> _Brief_:
Only the lines below from the one containing "fn scalar(value: &Value)" to the one containing "fn parse_id(key: &str, value: &Value)" should be repeated, both included and unchanged.

> _Exercise input_:
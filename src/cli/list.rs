//! List command implementation.

use std::path::Path;

use clap::Args;

use crate::error::{MapError, Result};
use crate::output::{plural, Printer};
use crate::types::{ImageMap, OwnerId};

use super::Session;

/// List registered maps
#[derive(Args, Debug)]
pub struct ListArgs {
    /// Only list maps of this owner
    #[arg(long, short)]
    pub owner: Option<OwnerId>,

    /// Show the map IDs of each map
    #[arg(long)]
    pub ids: bool,

    /// Print the maps as JSON on stdout
    #[arg(long)]
    pub json: bool,
}

pub fn run(args: ListArgs, data_dir: &Path, printer: &Printer) -> Result<()> {
    let session = Session::open(data_dir)?;
    let registry = &session.registry;

    let mut owners: Vec<OwnerId> = match args.owner {
        Some(owner) => vec![owner],
        None => registry.owners().collect(),
    };
    owners.sort();

    if args.json {
        let maps: Vec<&ImageMap> = owners
            .iter()
            .flat_map(|owner| registry.maps_of(*owner))
            .collect();
        let json = serde_json::to_string_pretty(&maps).map_err(|e| MapError::Parse {
            message: format!("Failed to serialize maps: {}", e),
            help: None,
        })?;
        println!("{}", json);
        return Ok(());
    }

    for owner in owners {
        let maps = registry.maps_of(owner);
        printer.info(
            "Owner",
            &format!(
                "{} {}",
                owner,
                printer.dim(&format!(
                    "({}, {})",
                    plural(maps.len(), "map", "maps"),
                    plural(registry.owned_tile_count(owner), "ID", "IDs")
                ))
            ),
        );
        for map in maps {
            println!("{}", describe(map, args.ids));
        }
    }

    printer.status(
        "Total",
        &format!(
            "{} using {} (next ID {})",
            plural(registry.len(), "map", "maps"),
            plural(registry.tile_count(), "map ID", "map IDs"),
            registry.next_id()
        ),
    );
    Ok(())
}

/// One line of the listing: key, type, size, name and optionally the IDs.
fn describe(map: &ImageMap, ids: bool) -> String {
    let mut line = format!(
        "  {:<20} {:<7} {:<8} {}",
        map.key,
        map.map_type(),
        map.size_label(),
        map.name
    );
    if ids {
        let ids: Vec<String> = map.ids().iter().map(|id| id.to_string()).collect();
        line.push_str(&format!(" [{}]", ids.join(", ")));
    }
    line
}
use crate::error::{Axis, MapError, Result};

/// Maximum source image dimensions. A limit of 0 means unlimited.
#[derive(Debug, Clone, Copy, Default, PartialEq, Eq)]
pub struct SizeLimits {
    pub max_width: u32,
    pub max_height: u32,
}

impl SizeLimits {
    pub fn new(max_width: u32, max_height: u32) -> Self {
        Self {
            max_width,
            max_height,
        }
    }

    pub fn is_unlimited(&self) -> bool {
        self.max_width == 0 && self.max_height == 0
    }

    /// Check source dimensions. Width is checked before height.
    pub fn check(&self, width: u32, height: u32, bypass: bool) -> Result<()> {
        if bypass || self.is_unlimited() {
            return Ok(());
        }
        if self.max_width > 0 && width > self.max_width {
            return Err(MapError::SizeLimit {
                axis: Axis::Width,
                limit: self.max_width,
                actual: width,
            });
        }
        if self.max_height > 0 && height > self.max_height {
            return Err(MapError::SizeLimit {
                axis: Axis::Height,
                limit: self.max_height,
                actual: height,
            });
        }
        Ok(())
    }
}
//! Records of the pre-v3 save files, `map.yml` and `poster.yml`.
//!
//! Both files are flat YAML mappings. `IdCount` holds a record counter and is
//! not a record.
//!
//! ```yaml
//! # map.yml: <key>: [<id>, <name>, <player name>]
//! IdCount: 1
//! sunset: ['12', sunset, Notch]
//!
//! # poster.yml: <key>: [<player name>, <id>, <id>, ...]
//! IdCount: 1
//! poster: [Notch, '13', '14', '15']
//! ```

use std::ops::RangeInclusive;
use std::path::Path;

use serde_yaml::{Mapping, Value};
use thiserror::Error;

use crate::types::{ImageMap, MapId, OwnerId, PosterGrid};

/// Counter key present in both legacy files.
pub const ID_COUNT_KEY: &str = "IdCount";

/// A legacy record that could not be read.
#[derive(Debug, Clone, PartialEq, Eq, Error)]
#[error("invalid record '{key}': {reason}")]
pub struct InvalidRecord {
    pub key: String,
    pub reason: String,
}

impl InvalidRecord {
    fn new(key: &str, reason: impl Into<String>) -> Self {
        Self {
            key: key.to_string(),
            reason: reason.into(),
        }
    }
}

/// A single map from `map.yml`.
#[derive(Debug, Clone, PartialEq, Eq)]
pub struct OldSavedMap {
    /// Record key in the file. Kept so deferred records are written back
    /// under the same key.
    pub key: String,
    pub id: MapId,
    pub name: String,
    pub user_name: String,
}

impl OldSavedMap {
    pub fn from_value(key: &str, value: &Value) -> Result<Self, InvalidRecord> {
        let fields = value
            .as_sequence()
            .ok_or_else(|| InvalidRecord::new(key, "map data is not a list"))?;
        if fields.len() < 3 {
            return Err(InvalidRecord::new(
                key,
                format!("map data too short (given: {}, expected 3)", fields.len()),
            ));
        }
        Ok(Self {
            key: key.to_string(),
            id: parse_id(key, &fields[0])?,
            name: scalar(&fields[1]).ok_or_else(|| InvalidRecord::new(key, "map name is not text"))?,
            user_name: scalar(&fields[2])
                .ok_or_else(|| InvalidRecord::new(key, "player name is not text"))?,
        })
    }

    fn to_value(&self) -> Value {
        Value::Sequence(vec![
            Value::String(self.id.to_string()),
            Value::String(self.name.clone()),
            Value::String(self.user_name.clone()),
        ])
    }

    pub fn to_image_map(&self, owner: OwnerId, key: impl Into<String>) -> ImageMap {
        ImageMap::single(owner, key, self.name.clone(), self.id)
    }
}

/// A poster from `poster.yml`.
#[derive(Debug, Clone, PartialEq, Eq)]
pub struct OldSavedPoster {
    pub key: String,
    pub user_name: String,
    pub ids: Vec<MapId>,
}

impl OldSavedPoster {
    pub fn from_value(key: &str, value: &Value) -> Result<Self, InvalidRecord> {
        let fields = value
            .as_sequence()
            .ok_or_else(|| InvalidRecord::new(key, "poster data is not a list"))?;
        if fields.len() < 2 {
            return Err(InvalidRecord::new(
                key,
                format!("poster data too short (given: {}, expected at least 2)", fields.len()),
            ));
        }
        let user_name =
            scalar(&fields[0]).ok_or_else(|| InvalidRecord::new(key, "player name is not text"))?;
        let ids = fields[1..]
            .iter()
            .map(|v| parse_id(key, v))
            .collect::<Result<Vec<_>, _>>()?;
        Ok(Self {
            key: key.to_string(),
            user_name,
            ids,
        })
    }

    fn to_value(&self) -> Value {
        let mut fields = vec![Value::String(self.user_name.clone())];
        fields.extend(self.ids.iter().map(|id| Value::String(id.to_string())));
        Value::Sequence(fields)
    }

    pub fn contains(&self, map: &OldSavedMap) -> bool {
        self.ids.contains(&map.id)
    }

    /// Ranges of IDs missing between the poster's lowest and highest ID.
    ///
    /// Legacy posters were allocated as one block, so a hole suggests lost
    /// data. This is a hint only.
    pub fn id_gaps(&self) -> Vec<RangeInclusive<MapId>> {
        let mut ids = self.ids.clone();
        ids.sort_unstable();
        ids.dedup();
        ids.windows(2)
            .filter(|pair| pair[1] - pair[0] > 1)
            .map(|pair| (pair[0] + 1)..=(pair[1] - 1))
            .collect()
    }

    /// Legacy posters did not record their geometry; they become one row.
    pub fn to_image_map(
        &self,
        owner: OwnerId,
        key: impl Into<String>,
    ) -> crate::error::Result<ImageMap> {
        let grid = PosterGrid::single_row(self.ids.clone())?;
        Ok(ImageMap::poster(owner, key, self.key.clone(), grid))
    }
}

/// Records read from one legacy file.
#[derive(Debug)]
pub struct Parsed<T> {
    pub records: Vec<T>,
    pub invalid: Vec<InvalidRecord>,
}

/// Read a legacy file into a YAML mapping. An empty file is an empty mapping.
pub fn read_document(path: &Path) -> std::io::Result<Mapping> {
    let content = std::fs::read_to_string(path)?;
    if content.trim().is_empty() {
        return Ok(Mapping::new());
    }
    match serde_yaml::from_str::<Value>(&content) {
        Ok(Value::Mapping(mapping)) => Ok(mapping),
        Ok(Value::Null) => Ok(Mapping::new()),
        Ok(_) => Err(std::io::Error::new(
            std::io::ErrorKind::InvalidData,
            "top level is not a mapping",
        )),
        Err(e) => Err(std::io::Error::new(std::io::ErrorKind::InvalidData, e)),
    }
}

pub fn parse_maps(doc: &Mapping) -> Parsed<OldSavedMap> {
    parse_records(doc, OldSavedMap::from_value)
}

pub fn parse_posters(doc: &Mapping) -> Parsed<OldSavedPoster> {
    parse_records(doc, OldSavedPoster::from_value)
}

fn parse_records<T>(
    doc: &Mapping,
    parse: impl Fn(&str, &Value) -> Result<T, InvalidRecord>,
) -> Parsed<T> {
    let mut records = Vec::new();
    let mut invalid = Vec::new();
    for (key, value) in doc {
        let Some(key) = scalar(key) else {
            invalid.push(InvalidRecord::new("?", "record key is not text"));
            continue;
        };
        if key == ID_COUNT_KEY {
            continue;
        }
        match parse(&key, value) {
            Ok(record) => records.push(record),
            Err(e) => invalid.push(e),
        }
    }
    Parsed { records, invalid }
}

/// Serialize maps in the legacy layout, keyed by record key.
pub fn maps_document(maps: &[OldSavedMap]) -> Mapping {
    let mut doc = Mapping::new();
    doc.insert(Value::from(ID_COUNT_KEY), Value::from(maps.len() as u64));
    for map in maps {
        doc.insert(Value::String(map.key.clone()), map.to_value());
    }
    doc
}

/// Serialize posters in the legacy layout, keyed by record key.
pub fn posters_document(posters: &[OldSavedPoster]) -> Mapping {
    let mut doc = Mapping::new();
    doc.insert(Value::from(ID_COUNT_KEY), Value::from(posters.len() as u64));
    for poster in posters {
        doc.insert(Value::String(poster.key.clone()), poster.to_value());
    }
    doc
}

pub fn write_document(path: &Path, doc: &Mapping) -> std::io::Result<()> {
    let content = serde_yaml::to_string(doc)
        .map_err(|e| std::io::Error::new(std::io::ErrorKind::InvalidData, e))?;
    std::fs::write(path, content)
}

fn scalar(value: &Value) -> Option<String> {
    match value {
        Value::String(s) => Some(s.clone()),
        Value::Number(n) => Some(n.to_string()),
        Value::Bool(b) => Some(b.to_string()),
        _ => None,
    }
}

fn parse_id(key: &str, value: &Value) -> Result<MapId, InvalidRecord> {
    let text = scalar(value).ok_or_else(|| InvalidRecord::new(key, "map ID is not a number"))?;
    text.trim()
        .parse::<MapId>()
        .map_err(|_| InvalidRecord::new(key, format!("invalid map ID '{}'", text)))
}

#[cfg(test)]
mod tests {
    use super::*;
    use pretty_assertions::assert_eq;

    fn doc(yaml: &str) -> Mapping {
        serde_yaml::from_str(yaml).unwrap()
    }

    #[test]
    fn test_parse_maps_skips_counter() {
        let parsed = parse_maps(&doc(
            "IdCount: 2\nsunset: ['12', sunset, Notch]\nlake: [13, Lake, 42]\n",
        ));
        assert!(parsed.invalid.is_empty());
        assert_eq!(
            parsed.records,
            vec![
                OldSavedMap {
                    key: "sunset".to_string(),
                    id: 12,
                    name: "sunset".to_string(),
                    user_name: "Notch".to_string(),
                },
                OldSavedMap {
                    key: "lake".to_string(),
                    id: 13,
                    name: "Lake".to_string(),
                    user_name: "42".to_string(),
                },
            ]
        );
    }

    #[test]
    fn test_unreadable_records_are_collected() {
        let parsed = parse_maps(&doc(
            "short: ['1', x]\nbad-id: [abc, x, Notch]\nnot-list: 5\nok: ['2', ok, Notch]\n",
        ));
        assert_eq!(parsed.records.len(), 1);
        let keys: Vec<_> = parsed.invalid.iter().map(|e| e.key.as_str()).collect();
        assert_eq!(keys, vec!["short", "bad-id", "not-list"]);
    }

    #[test]
    fn test_parse_poster() {
        let parsed = parse_posters(&doc("IdCount: 1\nwall: [Notch, '3', '4', 5]\n"));
        assert_eq!(
            parsed.records,
            vec![OldSavedPoster {
                key: "wall".to_string(),
                user_name: "Notch".to_string(),
                ids: vec![3, 4, 5],
            }]
        );
    }

    #[test]
    fn test_poster_without_ids_is_invalid() {
        let parsed = parse_posters(&doc("wall: [Notch]\n"));
        assert!(parsed.records.is_empty());
        assert_eq!(parsed.invalid.len(), 1);
    }

    #[test]
    fn test_poster_contains_and_gaps() {
        let poster = OldSavedPoster {
            key: "wall".to_string(),
            user_name: "Notch".to_string(),
            ids: vec![10, 11, 13, 15],
        };
        let map = OldSavedMap {
            key: "x".to_string(),
            id: 13,
            name: "x".to_string(),
            user_name: "Notch".to_string(),
        };
        assert!(poster.contains(&map));
        assert_eq!(poster.id_gaps(), vec![12..=12, 14..=14]);
    }

    #[test]
    fn test_gaps_of_huge_span_are_one_range() {
        let poster = OldSavedPoster {
            key: "corrupt".to_string(),
            user_name: "Notch".to_string(),
            ids: vec![MapId::MAX, 0, 3, 3, 1],
        };
        assert_eq!(poster.id_gaps(), vec![2..=2, 4..=(MapId::MAX - 1)]);
    }

    #[test]
    fn test_rewrite_keeps_remaining_records() {
        let maps = vec![OldSavedMap {
            key: "k7".to_string(),
            id: 7,
            name: "left".to_string(),
            user_name: "Ghost".to_string(),
        }];
        let doc = maps_document(&maps);
        assert_eq!(doc.get(ID_COUNT_KEY), Some(&Value::from(1u64)));
        assert_eq!(parse_maps(&doc).records, maps);
    }

    #[test]
    fn test_rewrite_keeps_records_sharing_a_name() {
        let parsed = parse_maps(&doc(
            "k2: ['2', photo, Ghost]\nk3: ['3', photo, Phantom]\n",
        ));
        let doc = maps_document(&parsed.records);
        assert_eq!(doc.get(ID_COUNT_KEY), Some(&Value::from(2u64)));
        assert_eq!(parse_maps(&doc).records, parsed.records);
    }

    #[test]
    fn test_read_document_rejects_scalar_file() {
        let dir = tempfile::tempdir().unwrap();
        let path = dir.path().join("map.yml");
        std::fs::write(&path, "just text").unwrap();
        assert!(read_document(&path).is_err());

        std::fs::write(&path, "").unwrap();
        assert!(read_document(&path).unwrap().is_empty());
    }
}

> _Response to this exercise_:
fn scalar(value: &Value) -> Option<String> {
    match value {
        Value::String(s) => Some(s.clone()),
        Value::Number(n) => Some(n.to_string()),
        Value::Bool(b) => Some(b.to_string()),
        _ => None,
    }
}

fn parse_id(key: &str, value: &Value) -> Result<MapId, InvalidRecord> {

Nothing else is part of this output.